Moshe was born in 1937 in Athens, Greece. When he was four years old, Hitler's army invaded his country.
Moshe and his mother moved every few months from one home to another, fleeing the Nazis. He was too young to understand why he was running, but he understood fear, and he saw that fear every day on the face of his mother.
He remembers having no friends as his family tried to avoid detection. Instead, he had his little brown teddy bear. It was, he says, his only company, and he treasured his bear.
Moshe and his mother survived the war, but many Greek Jews did not. Approximately 60,000 Greek Jews were murdered in the Holocaust -- nearly 80% of the country's Jewish population.
In 1956, Moshe and his family moved to Israel to create a new life from the remnants of the old one.
Like so many Holocaust survivors his age, Moshe never had a bar mitzvah, the Jewish rite of passage marking the transition to adulthood at 12 or 13 years old.
Holocaust survivors lost their youth much earlier. It was torn from them in concentration camps or as they fled the Nazis. They never had a chance to celebrate that important milestone.
Moved to tears
So earlier this week -- just before Israel's Holocaust Remembrance Day -- a group of 50 Holocaust survivors, most in their 70s or 80s, drove from central Israel to Jerusalem.
They gathered at one of Judaism's holiest sites, the Western Wall, crowding around a table covered in prayer books. Draped in prayer shawls and wearing religious skullcaps, they celebrated the bar mitzvahs they had missed so many years earlier. Solomon Moshe was among them, dressed in a suit for the special occasion.
"I am not embarrassed to say that I was moved to tears. Soldiers were saluting us like we were heroes," he said.

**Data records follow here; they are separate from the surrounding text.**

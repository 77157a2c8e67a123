//! The point-overlay pipeline and its uniform contract.
//!
//! One `PointPipeline` per overlay layer: each layer owns its own shader
//! module, uniform storage and bind group, since concurrent frame sizes
//! and styles differ per overlay type.
//!
//! Sized points are drawn as 4-vertex instanced quads (WebGPU has no
//! point-size state); the instance count of every draw call equals the
//! occupied point count of the layer's vertex buffer.

use std::borrow::Cow;
use std::mem;

use bytemuck::{Pod, Zeroable};

use crate::constants::{BYTES_PER_POINT, INITIAL_ENTITY_SLOTS};
use crate::error::GraphicsError;
use crate::render::vertex_buffer::plan_growth;

/// Uniform contract of the point shader. Layout must match
/// [`POINT_SHADER`] exactly.
#[repr(C)]
#[derive(Debug, Clone, Copy, Pod, Zeroable)]
pub struct PointUniforms {
    /// Camera projection matrix, column-major.
    pub projection: [[f32; 4]; 4],
    /// Overlay color, RGBA.
    pub color: [f32; 4],
    /// Point size in framebuffer pixels.
    pub point_size: f32,
    /// 2.0 for camera-relative 3D positions, 1.0 for screen-relative 2D.
    pub draw_scale: f32,
    /// Viewport extent in pixels, for pixel-to-clip point sizing.
    pub viewport: [f32; 2],
}

static_assertions::const_assert_eq!(mem::size_of::<PointUniforms>(), 96);

pub(crate) const POINT_SHADER: &str = r#"
struct PointUniforms {
    projection: mat4x4<f32>,
    color: vec4<f32>,
    point_size: f32,
    draw_scale: f32,
    viewport: vec2<f32>,
}

@group(0) @binding(0)
var<uniform> overlay: PointUniforms;

@vertex
fn vs_main(
    @builtin(vertex_index) corner_index: u32,
    @location(0) position: vec3<f32>,
) -> @builtin(position) vec4<f32> {
    var corners = array<vec2<f32>, 4>(
        vec2<f32>(-0.5, -0.5),
        vec2<f32>(0.5, -0.5),
        vec2<f32>(-0.5, 0.5),
        vec2<f32>(0.5, 0.5),
    );
    let clip = overlay.projection * vec4<f32>(position * overlay.draw_scale, 1.0);
    let offset = corners[corner_index] * overlay.point_size / overlay.viewport;
    return vec4<f32>(clip.xy + offset * 2.0 * clip.w, clip.zw);
}

@fragment
fn fs_main() -> @location(0) vec4<f32> {
    return overlay.color;
}
"#;

/// Pipeline, uniform storage and bind group for one point overlay.
///
/// Per-entity uniform values live in dynamically-offset slots of one
/// uniform buffer, written before the pass opens; slot storage grows with
/// the same doubling policy as the vertex buffers.
pub struct PointPipeline {
    pipeline: wgpu::RenderPipeline,
    layout: wgpu::BindGroupLayout,
    uniform_buffer: wgpu::Buffer,
    bind_group: wgpu::BindGroup,
    slot_stride: u64,
    capacity_bytes: u64,
    limit_bytes: u64,
    label: &'static str,
}

impl PointPipeline {
    /// Compile the shader and allocate uniform storage. Render thread
    /// only.
    pub fn new(
        device: &wgpu::Device,
        format: wgpu::TextureFormat,
        label: &'static str,
    ) -> Self {
        let shader = device.create_shader_module(wgpu::ShaderModuleDescriptor {
            label: Some(label),
            source: wgpu::ShaderSource::Wgsl(Cow::Borrowed(POINT_SHADER)),
        });

        let layout = device.create_bind_group_layout(&wgpu::BindGroupLayoutDescriptor {
            label: Some(label),
            entries: &[wgpu::BindGroupLayoutEntry {
                binding: 0,
                visibility: wgpu::ShaderStages::VERTEX_FRAGMENT,
                ty: wgpu::BindingType::Buffer {
                    ty: wgpu::BufferBindingType::Uniform,
                    has_dynamic_offset: true,
                    min_binding_size: wgpu::BufferSize::new(mem::size_of::<PointUniforms>() as u64),
                },
                count: None,
            }],
        });

        let pipeline_layout = device.create_pipeline_layout(&wgpu::PipelineLayoutDescriptor {
            label: Some(label),
            bind_group_layouts: &[&layout],
            push_constant_ranges: &[],
        });

        let pipeline = device.create_render_pipeline(&wgpu::RenderPipelineDescriptor {
            label: Some(label),
            layout: Some(&pipeline_layout),
            vertex: wgpu::VertexState {
                module: &shader,
                entry_point: "vs_main",
                buffers: &[wgpu::VertexBufferLayout {
                    array_stride: BYTES_PER_POINT,
                    step_mode: wgpu::VertexStepMode::Instance,
                    attributes: &[wgpu::VertexAttribute {
                        format: wgpu::VertexFormat::Float32x3,
                        offset: 0,
                        shader_location: 0,
                    }],
                }],
            },
            fragment: Some(wgpu::FragmentState {
                module: &shader,
                entry_point: "fs_main",
                targets: &[Some(wgpu::ColorTargetState {
                    format,
                    blend: Some(wgpu::BlendState::ALPHA_BLENDING),
                    write_mask: wgpu::ColorWrites::ALL,
                })],
            }),
            primitive: wgpu::PrimitiveState {
                topology: wgpu::PrimitiveTopology::TriangleStrip,
                ..Default::default()
            },
            depth_stencil: None,
            multisample: wgpu::MultisampleState::default(),
            multiview: None,
        });

        let alignment = device.limits().min_uniform_buffer_offset_alignment as u64;
        let slot_stride = (mem::size_of::<PointUniforms>() as u64).next_multiple_of(alignment);
        let capacity_bytes = INITIAL_ENTITY_SLOTS * slot_stride;
        let uniform_buffer = create_uniform_store(device, label, capacity_bytes);
        let bind_group = create_bind_group(device, &layout, &uniform_buffer, label);

        Self {
            pipeline,
            layout,
            uniform_buffer,
            bind_group,
            slot_stride,
            capacity_bytes,
            limit_bytes: device.limits().max_buffer_size,
            label,
        }
    }

    /// Grow uniform storage to hold one slot per entity drawn this
    /// frame. Slot contents are undefined after growth.
    pub fn ensure_slots(
        &mut self,
        device: &wgpu::Device,
        entities: u64,
    ) -> Result<(), GraphicsError> {
        let required = entities * self.slot_stride;
        if let Some(grown) = plan_growth(self.capacity_bytes, required, self.limit_bytes)? {
            log::debug!(
                "[PointPipeline::ensure_slots] {}: {} -> {} bytes",
                self.label,
                self.capacity_bytes,
                grown
            );
            self.uniform_buffer = create_uniform_store(device, self.label, grown);
            self.bind_group = create_bind_group(device, &self.layout, &self.uniform_buffer, self.label);
            self.capacity_bytes = grown;
        }
        Ok(())
    }

    /// Write one entity's uniform values into its slot.
    pub fn write_slot(&self, queue: &wgpu::Queue, slot: u64, uniforms: &PointUniforms) {
        debug_assert!((slot + 1) * self.slot_stride <= self.capacity_bytes);
        queue.write_buffer(
            &self.uniform_buffer,
            slot * self.slot_stride,
            bytemuck::bytes_of(uniforms),
        );
    }

    /// Bind the pipeline at the start of this layer's draws.
    pub fn begin<'p>(&'p self, pass: &mut wgpu::RenderPass<'p>) {
        pass.set_pipeline(&self.pipeline);
    }

    /// Bind one entity's uniform slot before its draw call.
    pub fn bind_slot<'p>(&'p self, pass: &mut wgpu::RenderPass<'p>, slot: u64) {
        pass.set_bind_group(0, &self.bind_group, &[(slot * self.slot_stride) as u32]);
    }
}

fn create_uniform_store(
    device: &wgpu::Device,
    label: &'static str,
    size: u64,
) -> wgpu::Buffer {
    device.create_buffer(&wgpu::BufferDescriptor {
        label: Some(label),
        size,
        usage: wgpu::BufferUsages::UNIFORM | wgpu::BufferUsages::COPY_DST,
        mapped_at_creation: false,
    })
}

fn create_bind_group(
    device: &wgpu::Device,
    layout: &wgpu::BindGroupLayout,
    buffer: &wgpu::Buffer,
    label: &'static str,
) -> wgpu::BindGroup {
    device.create_bind_group(&wgpu::BindGroupDescriptor {
        label: Some(label),
        layout,
        entries: &[wgpu::BindGroupEntry {
            binding: 0,
            resource: wgpu::BindingResource::Buffer(wgpu::BufferBinding {
                buffer,
                offset: 0,
                size: wgpu::BufferSize::new(mem::size_of::<PointUniforms>() as u64),
            }),
        }],
    })
}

Moshe stares off into the distance as he speaks, remembering the emotions that swept through him. He seems to be reliving the moment. And I suspect he will relive it many more times.

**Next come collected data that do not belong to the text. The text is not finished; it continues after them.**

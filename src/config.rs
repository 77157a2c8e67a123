//! Overlay pipeline configuration.

use crate::constants::{GESTURE_QUEUE_CAPACITY, INITIAL_POINT_CAPACITY};
use crate::error::ConfigError;

/// Color and sizing of one point overlay.
#[derive(Debug, Clone, Copy, PartialEq)]
pub struct LayerStyle {
    /// RGBA overlay color.
    pub color: [f32; 4],
    /// Point size in framebuffer pixels.
    pub point_size_px: f32,
}

/// Tunables for the overlay pipeline. Per-instance, so concurrent
/// engines (tests) do not interfere.
#[derive(Debug, Clone)]
pub struct OverlayConfig {
    /// Vertex-buffer starting capacity per layer, in points.
    pub initial_point_capacity: u64,
    /// Gesture queue bound.
    pub gesture_queue_capacity: usize,
    pub skeleton_style: LayerStyle,
    pub hand_style: LayerStyle,
    pub plane_style: LayerStyle,
    /// Fill color where no camera image is available.
    pub clear_color: wgpu::Color,
}

impl Default for OverlayConfig {
    fn default() -> Self {
        Self {
            initial_point_capacity: INITIAL_POINT_CAPACITY,
            gesture_queue_capacity: GESTURE_QUEUE_CAPACITY,
            skeleton_style: LayerStyle {
                color: [0.0, 0.0, 1.0, 1.0],
                point_size_px: 30.0,
            },
            hand_style: LayerStyle {
                color: [0.0, 1.0, 0.3, 1.0],
                point_size_px: 25.0,
            },
            plane_style: LayerStyle {
                color: [1.0, 0.8, 0.0, 0.6],
                point_size_px: 10.0,
            },
            clear_color: wgpu::Color::BLACK,
        }
    }
}

impl OverlayConfig {
    /// Validate configuration parameters before the pipeline is built.
    pub fn validate(&self) -> Result<(), ConfigError> {
        if self.initial_point_capacity == 0 {
            return Err(ConfigError::ZeroInitialCapacity);
        }
        if self.gesture_queue_capacity == 0 {
            return Err(ConfigError::ZeroQueueCapacity);
        }
        for style in [self.skeleton_style, self.hand_style, self.plane_style] {
            if !(1.0..=256.0).contains(&style.point_size_px) {
                return Err(ConfigError::PointSizeOutOfRange(style.point_size_px));
            }
        }
        log::debug!("[OverlayConfig::validate] configuration validated");
        Ok(())
    }
}

#[cfg(test)]
mod tests {
    use super::*;

    #[test]
    fn default_config_is_valid() {
        assert!(OverlayConfig::default().validate().is_ok());
    }

    #[test]
    fn zero_capacities_are_rejected() {
        let mut config = OverlayConfig::default();
        config.initial_point_capacity = 0;
        assert_eq!(config.validate(), Err(ConfigError::ZeroInitialCapacity));

        let mut config = OverlayConfig::default();
        config.gesture_queue_capacity = 0;
        assert_eq!(config.validate(), Err(ConfigError::ZeroQueueCapacity));
    }

    #[test]
    fn absurd_point_sizes_are_rejected() {
        let mut config = OverlayConfig::default();
        config.hand_style.point_size_px = 0.0;
        assert_eq!(
            config.validate(),
            Err(ConfigError::PointSizeOutOfRange(0.0))
        );
    }
}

"After we finished, everyone had a spirit of harmony. Here we are, we have done it. We are here today more complete, and we feel that we got back what was missing," he said.
Treasure in a bag
Moshe spoke about his bar mitzvah experience in front of a small crowd in his hometown of Kfar Saba.

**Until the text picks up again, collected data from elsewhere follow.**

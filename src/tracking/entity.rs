//! Per-frame tracked-entity snapshots.

/// Stable identifier assigned by the tracking engine.
#[derive(Debug, Clone, Copy, PartialEq, Eq, Hash)]
pub struct EntityId(pub u32);

/// Which overlay family an entity belongs to. Each overlay layer draws
/// exactly one kind.
#[derive(Debug, Clone, Copy, PartialEq, Eq)]
pub enum EntityKind {
    Body,
    Hand,
    Plane,
}

/// Tracking-engine state for one entity. Only `Tracking` entities are
/// drawn.
#[derive(Debug, Clone, Copy, PartialEq, Eq)]
pub enum TrackingState {
    Tracking,
    Paused,
    Stopped,
}

/// Coordinate space the landmark positions are expressed in.
///
/// Camera-relative 3D positions are rescaled by the point shader
/// ([`CAMERA_SPACE_DRAW_SCALE`](crate::constants::CAMERA_SPACE_DRAW_SCALE));
/// screen-relative 2D positions pass through unscaled.
#[derive(Debug, Clone, Copy, PartialEq, Eq)]
pub enum CoordinateSystem {
    Camera3d,
    Screen2d,
}

/// One landmark slot: a position plus an existence flag.
///
/// Slots without the flag carry undefined positions and must be skipped.
#[derive(Debug, Clone, Copy, PartialEq)]
pub struct Landmark {
    pub position: [f32; 3],
    pub present: bool,
}

impl Landmark {
    /// A slot whose existence flag is set.
    pub fn present(position: [f32; 3]) -> Self {
        Self {
            position,
            present: true,
        }
    }

    /// An empty slot.
    pub fn absent() -> Self {
        Self {
            position: [0.0; 3],
            present: false,
        }
    }
}

/// One tracked body, hand or plane for one frame.
#[derive(Debug, Clone)]
pub struct TrackedEntity {
    pub id: EntityId,
    pub kind: EntityKind,
    pub tracking_state: TrackingState,
    pub coordinate_system: CoordinateSystem,
    /// Sparse landmark slots in the tracking engine's fixed slot order.
    pub landmarks: Vec<Landmark>,
}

As he spoke, a small plastic bag sat by his right foot. He had kept the bag by his side all afternoon.
As he concluded his speech, he invited his grandson onto the stage and held the bag open for him.
Inside was the teddy bear from Moshe's childhood. He held it up for the crowd to see.
Afterward, everyone gathered round to see the teddy bear, which his grandson named Yumbo. He invited the crowd to take pictures of the bear. If they forget his story, he told them, they will see the picture and remember once again.
I sit down to speak with Moshe after his presentation. I ask to see the bear.
As Moshe pulls it out of his bag, his voice cracks. It is the first time I have heard him holding back tears all afternoon.
Yumbo is now a faded brown. He is falling apart at the seams. Moshe holds him with the gentlest touch. He has cared for Yumbo for more than 70 years, and he's not about to stop now.
"This bear," he says, cradling it in his right arm as he might cradle a newborn baby, "we will show it to our children and we will tell them, 'Yumbo was with your great-grandfather in the worst possible moments of the Jewish people.' I will hold onto him until I go."
Moshe already knows he will give his bear to his grandson. It is a way of passing on a story that is finally complete.